The Executive Order responds to (and anticipates) all this with an attack on Section 230 of the Communications Decency Act—a provision which has been interpreted over time to give platforms wide-ranging immunity for the content that is posted on their sites. Ironically, however, most commentators deem such protections as essential to preserve First Amendment values and prevent too many take-downs. If platforms are liable for speech of others, they will act conservatively, taking down more speech than is justified, in order to protect against the risk of liability. Or so the theory goes.

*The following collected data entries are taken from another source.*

impl FrameSource for SimCamera {
    fn open(&mut self) -> CamResult<SourceInfo> {
        self.fault_plan.check_open(&self.name)?;
        self.state = SourceState::Opened;
        tracing::debug!(camera = %self.name, "simulated device opened");
        Ok(SourceInfo {
            name: self.name.clone(),
            width: self.width,
            height: self.height,
            channels: 1,
            bit_depth: self.bit_depth,
            timestamp_divisor: self.timestamp_divisor,
        })
    }

    fn arm(&mut self) -> CamResult<()> {
        match self.state {
            SourceState::Opened | SourceState::Armed => {
                self.state = SourceState::Armed;
                Ok(())
            }
            other => Err(CamError::device(
                &self.name,
                format!("arm called in state '{other}'"),
            )),
        }
    }

    fn start(&mut self) -> CamResult<()> {
        match self.state {
            SourceState::Running => Ok(()),
            SourceState::Armed => {
                self.state = SourceState::Running;
                Ok(())
            }
            other => Err(CamError::device(
                &self.name,
                format!("start called in state '{other}'"),
            )),
        }
    }

    fn poll(&mut self, timeout: Duration) -> CamResult<Option<Frame>> {
        if self.state != SourceState::Running {
            return Ok(None);
        }
        let mode = self.mode;
        let interval = self.interval;
        // Resolve the next delivery while borrowing only the feed, then
        // materialize the frame afterwards.
        let counter = match &mut self.feed {
            Feed::Scripted(rx) => match rx.recv_timeout(timeout) {
                Ok(SimEvent::Frame(counter)) => counter,
                Ok(SimEvent::Fault(message)) => {
                    return Err(CamError::fault(&self.name, message));
                }
                Err(_) => return Ok(None),
            },
            Feed::Generated {
                produced,
                counter,
                limit,
            } => {
                if limit.is_some_and(|n| *produced >= n) {
                    // Exhausted source behaves like a stalled device: the
                    // poll blocks for its full timeout.
                    std::thread::sleep(timeout);
                    return Ok(None);
                }
                if mode == SimMode::Realistic && !interval.is_zero() {
                    std::thread::sleep(interval.min(timeout));
                }
                *produced += 1;
                let produced_now = *produced;
                self.plan.advance(counter, produced_now);
                self.fault_plan
                    .check_delivery(&self.name, produced_now, &self.rng)?;
                *counter
            }
        };
        Ok(Some(self.make_frame(counter)))
    }

    fn stop(&mut self) -> CamResult<()> {
        if self.state == SourceState::Closed {
            return Ok(());
        }
        // Nothing in flight to drain in the simulation.
        self.state = SourceState::Stopping;
        self.state = SourceState::Opened;
        Ok(())
    }

    fn close(&mut self) -> CamResult<()> {
        self.state = SourceState::Closed;
        Ok(())
    }

    fn state(&self) -> SourceState {
        self.state
    }

    fn control_specs(&self) -> Vec<ControlSpec> {
        vec![
            ControlSpec::float("exposure_s", 1e-5, 10.0),
            ControlSpec::float("gain", 0.0, 48.0),
        ]
    }

    fn set_control(&mut self, name: &str, value: &ControlValue) -> CamResult<()> {
        match (name, value) {
            ("exposure_s", ControlValue::Float(v)) => {
                self.exposure_s = *v;
                Ok(())
            }
            ("gain", ControlValue::Float(v)) => {
                self.gain = *v;
                Ok(())
            }
            _ => Err(CamError::Control {
                name: name.to_string(),
                message: "unknown control for simulated camera".to_string(),
            }),
        }
    }
}
//! Simulated hardware drivers for the camrig pipeline.
//!
//! These stand in for vendor camera SDKs and the NI-DAQ sync hardware so
//! the whole acquisition pipeline can run and be tested without physical
//! devices:
//!
//! - [`SimCamera`] — a [`FrameSource`](cam_core::FrameSource) with
//!   configurable resolution and frame pacing, deterministic duplicate/gap
//!   injection on the hardware frame counter, seeded fault injection, and
//!   an optional externally scripted feed for exact-sequence tests.
//! - [`SimLineSampler`] — a [`LineSampler`](cam_core::LineSampler)
//!   producing deterministic ramps on its declared channels.
//!
//! # Example
//!
//! ```rust,ignore
//! let camera = SimCamera::builder("widefield")
//!     .resolution(512, 512)
//!     .mode(SimMode::Realistic)
//!     .id_plan(IdPlan::GapEvery { every: 100, width: 2 })
//!     .build();
//! ```

mod pattern;
mod sim;
mod sim_camera;
mod sim_lines;

pub use pattern::{test_pattern_u16, test_pattern_u8};
pub use sim::{FaultPlan, IdPlan, SimMode, SimRng};
pub use sim_camera::{SimCamera, SimCameraBuilder, SimCameraFactory, SimEvent, SimFeed};
pub use sim_lines::{SimLineSampler, SimLineSamplerBuilder};
//! End-to-end pipeline tests: scripted cameras drive real acquisition and
//! writer workers, and assertions land on the files they leave behind.

use std::path::Path;
use std::sync::Arc;
use std::time::Duration;

use tempfile::TempDir;
use tokio::io::{AsyncBufReadExt, AsyncWriteExt, BufReader};
use tokio::net::{TcpListener, TcpStream};

use cam_core::config::RigConfig;
use cam_core::source::{SourceRegistry, TriggerMode};
use cam_core::CamError;
use cam_driver_mock::{SimCamera, SimCameraFactory, SimEvent, SimLineSampler, SimMode};
use cam_server::acquisition::AcquisitionConfig;
use cam_server::command::CameraCommand;
use cam_server::orchestrator::{spawn_camera, CameraHandle, Orchestrator};
use cam_server::remote;
use cam_storage::sink::SinkFormat;
use cam_storage::writer::WriterConfig;

const WAIT_MS: u64 = 5000;

async fn wait_until(what: &str, f: impl Fn() -> bool) {
    let started = tokio::time::Instant::now();
    while !f() {
        assert!(
            started.elapsed() < Duration::from_millis(WAIT_MS),
            "timed out waiting for {what}"
        );
        tokio::time::sleep(Duration::from_millis(2)).await;
    }
}

fn acq_cfg(camera: &str, save_on_start: bool) -> AcquisitionConfig {
    AcquisitionConfig {
        camera: camera.to_string(),
        trigger: TriggerMode::Software,
        poll_timeout: Duration::from_millis(20),
        trigger_poll: Duration::from_millis(1),
        max_consecutive_faults: 5,
        max_recovery_attempts: 2,
        save_on_start,
    }
}

fn writer_cfg(dir: &TempDir, camera: &str, frames_per_file: u64) -> WriterConfig {
    WriterConfig {
        camera: camera.to_string(),
        data_dir: dir.path().to_path_buf(),
        experiment: "exp".to_string(),
        frames_per_file,
        format: SinkFormat::Raw,
    }
}

fn spawn_scripted(
    dir: &TempDir,
    camera: &str,
    save_on_start: bool,
    frames_per_file: u64,
) -> (CameraHandle, cam_driver_mock::SimFeed) {
    let (source, feed) = SimCamera::scripted(camera, 8, 8);
    let handle = spawn_camera(
        Box::new(source),
        acq_cfg(camera, save_on_start),
        writer_cfg(dir, camera, frames_per_file),
        64,
    );
    (handle, feed)
}

fn camlog_lines(path: &Path) -> Vec<String> {
    std::fs::read_to_string(path)
        .unwrap()
        .lines()
        .filter(|l| !l.starts_with('#'))
        .map(str::to_string)
        .collect()
}

#[tokio::test(flavor = "multi_thread", worker_threads = 4)]
async fn forwards_every_frame_once_in_order() {
    let dir = TempDir::new().unwrap();
    let (handle, feed) = spawn_scripted(&dir, "cam0", true, 100);
    handle.send(CameraCommand::Start).await;

    for id in 1..=20u64 {
        feed.send(SimEvent::Frame(id)).unwrap();
    }
    wait_until("20 frames acquired", || handle.status.frames_acquired() == 20).await;

    let (acq, writer) = handle.shutdown().await.unwrap();
    acq.unwrap();
    let report = writer.unwrap();
    assert_eq!(report.frames_written, 20);
    assert_eq!(report.runs_completed, 1);
    assert_eq!(handle.status.frames_skipped(), 0);

    let lines = camlog_lines(&dir.path().join("exp/cam0/cam0_run000.camlog"));
    let ids: Vec<u64> = lines
        .iter()
        .map(|l| l.split(',').next().unwrap().parse().unwrap())
        .collect();
    let expected: Vec<u64> = (1..=20).collect();
    assert_eq!(ids, expected, "no duplicates, no reordering");
}
//! Rig configuration.
//!
//! Configuration is an explicit object handed to the orchestrator at
//! construction — nothing reads a preferences singleton at runtime. It is
//! loaded from a TOML file merged with `CAMRIG_`-prefixed environment
//! variables (e.g. `CAMRIG_STORAGE__DATA_DIR=/data` overrides
//! `[storage] data_dir`).
//!
//! Driver-specific camera settings stay as a raw `toml::Value` table and
//! are validated by the matching [`SourceFactory`](crate::source::SourceFactory).

use std::path::{Path, PathBuf};

use figment::providers::{Env, Format, Toml};
use figment::Figment;
use serde::{Deserialize, Serialize};

use crate::error::{CamError, CamResult};
use crate::source::TriggerMode;

/// Top-level rig configuration.
#[derive(Debug, Clone, Serialize, Deserialize)]
pub struct RigConfig {
    #[serde(default)]
    pub application: ApplicationConfig,
    #[serde(default)]
    pub storage: StorageConfig,
    #[serde(default)]
    pub remote: RemoteConfig,
    #[serde(default)]
    pub cameras: Vec<CameraConfig>,
    /// Optional synchronization channel.
    pub sync: Option<SyncChannelConfig>,
}

#[derive(Debug, Clone, Serialize, Deserialize)]
pub struct ApplicationConfig {
    #[serde(default = "default_app_name")]
    pub name: String,
    /// Logging level: trace, debug, info, warn, error.
    #[serde(default = "default_log_level")]
    pub log_level: String,
}

impl Default for ApplicationConfig {
    fn default() -> Self {
        Self {
            name: default_app_name(),
            log_level: default_log_level(),
        }
    }
}

#[derive(Debug, Clone, Serialize, Deserialize)]
pub struct StorageConfig {
    /// Root directory for all recordings.
    #[serde(default = "default_data_dir")]
    pub data_dir: PathBuf,
    /// Experiment name; becomes a directory component and can be changed
    /// at runtime between runs. Defaults to the session date.
    #[serde(default = "default_experiment")]
    pub experiment: String,
}

impl Default for StorageConfig {
    fn default() -> Self {
        Self {
            data_dir: default_data_dir(),
            experiment: default_experiment(),
        }
    }
}

#[derive(Debug, Clone, Serialize, Deserialize)]
pub struct RemoteConfig {
    #[serde(default = "default_true")]
    pub enabled: bool,
    /// TCP address the JSON control endpoint binds to.
    #[serde(default = "default_bind_addr")]
    pub bind_addr: String,
}

impl Default for RemoteConfig {
    fn default() -> Self {
        Self {
            enabled: default_true(),
            bind_addr: default_bind_addr(),
        }
    }
}

/// Per-camera configuration.
#[derive(Debug, Clone, Serialize, Deserialize)]
pub struct CameraConfig {
    /// Unique camera identifier; used in file names and log fields.
    pub id: String,
    /// Driver type resolved through the source registry.
    pub driver: String,
    #[serde(default = "default_true")]
    pub enabled: bool,
    /// Whether saving starts enabled for this camera.
    #[serde(default)]
    pub save: bool,
    #[serde(default)]
    pub trigger: TriggerMode,
    /// Frames written to one file before rotating to the next.
    #[serde(default = "default_frames_per_file")]
    pub frames_per_file: u64,
    /// Hardware poll timeout in milliseconds; also bounds cancellation
    /// latency for this camera.
    #[serde(default = "default_poll_timeout_ms")]
    pub poll_timeout_ms: u64,
    /// Depth of the bounded frame queue to the writer.
    #[serde(default = "default_queue_capacity")]
    pub queue_capacity: usize,
    /// Output format of the writer.
    #[serde(default = "default_format")]
    pub format: String,
    /// Consecutive capture faults tolerated before a recovery cycle.
    #[serde(default = "default_max_consecutive_faults")]
    pub max_consecutive_faults: u32,
    /// Stop/close/reopen recovery cycles attempted before the camera is
    /// declared fatally failed.
    #[serde(default = "default_max_recovery_attempts")]
    pub max_recovery_attempts: u32,
    /// Driver-specific settings, passed verbatim to the factory.
    #[serde(default = "empty_table")]
    pub config: toml::Value,
}

/// Synchronization channel configuration.
#[derive(Debug, Clone, Serialize, Deserialize)]
pub struct SyncChannelConfig {
    #[serde(default = "default_sync_id")]
    pub id: String,
    #[serde(default = "default_true")]
    pub enabled: bool,
    #[serde(default = "default_sample_rate")]
    pub sample_rate_hz: f64,
    #[serde(default = "default_sync_channels")]
    pub channels: Vec<String>,
}

fn default_app_name() -> String {
    "camrig".to_string()
}

fn default_log_level() -> String {
    "info".to_string()
}

fn default_data_dir() -> PathBuf {
    PathBuf::from("data")
}

fn default_experiment() -> String {
    chrono::Local::now().format("%Y%m%d").to_string()
}

fn default_bind_addr() -> String {
    "127.0.0.1:9023".to_string()
}

fn default_true() -> bool {
    true
}

fn default_frames_per_file() -> u64 {
    256
}

fn default_poll_timeout_ms() -> u64 {
    100
}

fn default_queue_capacity() -> usize {
    crate::queue::DEFAULT_QUEUE_CAPACITY
}

fn default_format() -> String {
    "tiff".to_string()
}

fn default_max_consecutive_faults() -> u32 {
    5
}

fn default_max_recovery_attempts() -> u32 {
    2
}

fn default_sync_id() -> String {
    "sync".to_string()
}

fn default_sample_rate() -> f64 {
    1000.0
}

fn default_sync_channels() -> Vec<String> {
    vec!["di0".to_string()]
}

fn empty_table() -> toml::Value {
    toml::Value::Table(toml::map::Map::new())
}

impl RigConfig {
    /// Load from a TOML file merged with `CAMRIG_`-prefixed environment
    /// variables, then validate.
    pub fn load(path: &Path) -> CamResult<Self> {
        let config: Self = Figment::new()
            .merge(Toml::file(path))
            .merge(Env::prefixed("CAMRIG_").split("__"))
            .extract()
            .map_err(|e| CamError::Config(e.to_string()))?;
        config.validate()?;
        Ok(config)
    }

    /// Load from a TOML string (tests and embedded defaults).
    pub fn from_toml(text: &str) -> CamResult<Self> {
        let config: Self = Figment::new()
            .merge(Toml::string(text))
            .extract()
            .map_err(|e| CamError::Config(e.to_string()))?;
        config.validate()?;
        Ok(config)
    }

    /// Semantic validation beyond what deserialization enforces.
    pub fn validate(&self) -> CamResult<()> {
        let mut seen = std::collections::HashSet::new();
        for camera in &self.cameras {
            if camera.id.is_empty() {
                return Err(CamError::Config("camera id must not be empty".into()));
            }
            if !seen.insert(camera.id.as_str()) {
                return Err(CamError::Config(format!(
                    "duplicate camera id '{}'",
                    camera.id
                )));
            }
            if camera.frames_per_file == 0 {
                return Err(CamError::Config(format!(
                    "camera '{}': frames_per_file must be positive",
                    camera.id
                )));
            }
            if camera.poll_timeout_ms == 0 {
                return Err(CamError::Config(format!(
                    "camera '{}': poll_timeout_ms must be positive",
                    camera.id
                )));
            }
        }
        if let Some(sync) = &self.sync {
            if sync.sample_rate_hz <= 0.0 {
                return Err(CamError::Config(
                    "sync sample_rate_hz must be positive".into(),
                ));
            }
            if sync.channels.is_empty() {
                return Err(CamError::Config("sync channels must not be empty".into()));
            }
        }
        Ok(())
    }

    /// Cameras that are enabled, in declaration order.
    pub fn enabled_cameras(&self) -> impl Iterator<Item = &CameraConfig> {
        self.cameras.iter().filter(|c| c.enabled)
    }
}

President Trump, however, comes at it from a different angle, suggesting that Section 230 gives the social media too much power to make editorial decisions–and to do so in ways that are biased against conservative voices. (Never mind that there is little evidence to support his claim.) He, per his executive order, wants to treat those that make editorial decisions he doesn’t like as “publishers,” exposing them to liability for the content that they allow on their cite. And he essentially sets in motion a process by which the Federal Communications Commission is requested to issue regulations to that effect.
Never mind that treating platforms as publishers may have the opposite effect than what is intended — leading companies to stifle speech more and not less. Not to mention nothing in the law itself permits the Executive to unilaterally determine the scope of liability faced by the companies. Nor does it give the Federal Communication Commission the kind of regulatory authority that the Executive Order contemplates, as Ellen Goodman accurately point out in Charlie Savage’s article here.
In fact, what Trump really seems to be doing is to be mixing up the “publisher” and “public square” concepts (and in fact the Executive Order talk about both). If in fact, as the Executive Order also suggests, that the platforms are public squares, then they are bound by the First Amendment, and have an obligation to allow in a whole bunch of speech that most of terms of service now prohibit. Even that, however, wouldn’t save his and others’ speech from fact-check labels and warnings. Platforms might be required to allow racist rants and attacks on our democratic processes, but they also would have free rein to counter hate and lies with alternative speech as well.
Meanwhile, the idea that social media companies could be both “publishers” and “public squares” is a nonsensical one. What Trump really wants is to have it both ways – picking and choosing the piece from each doctrine that suits his needs, in order to spew hate and anti-democratic rhetoric without challenge.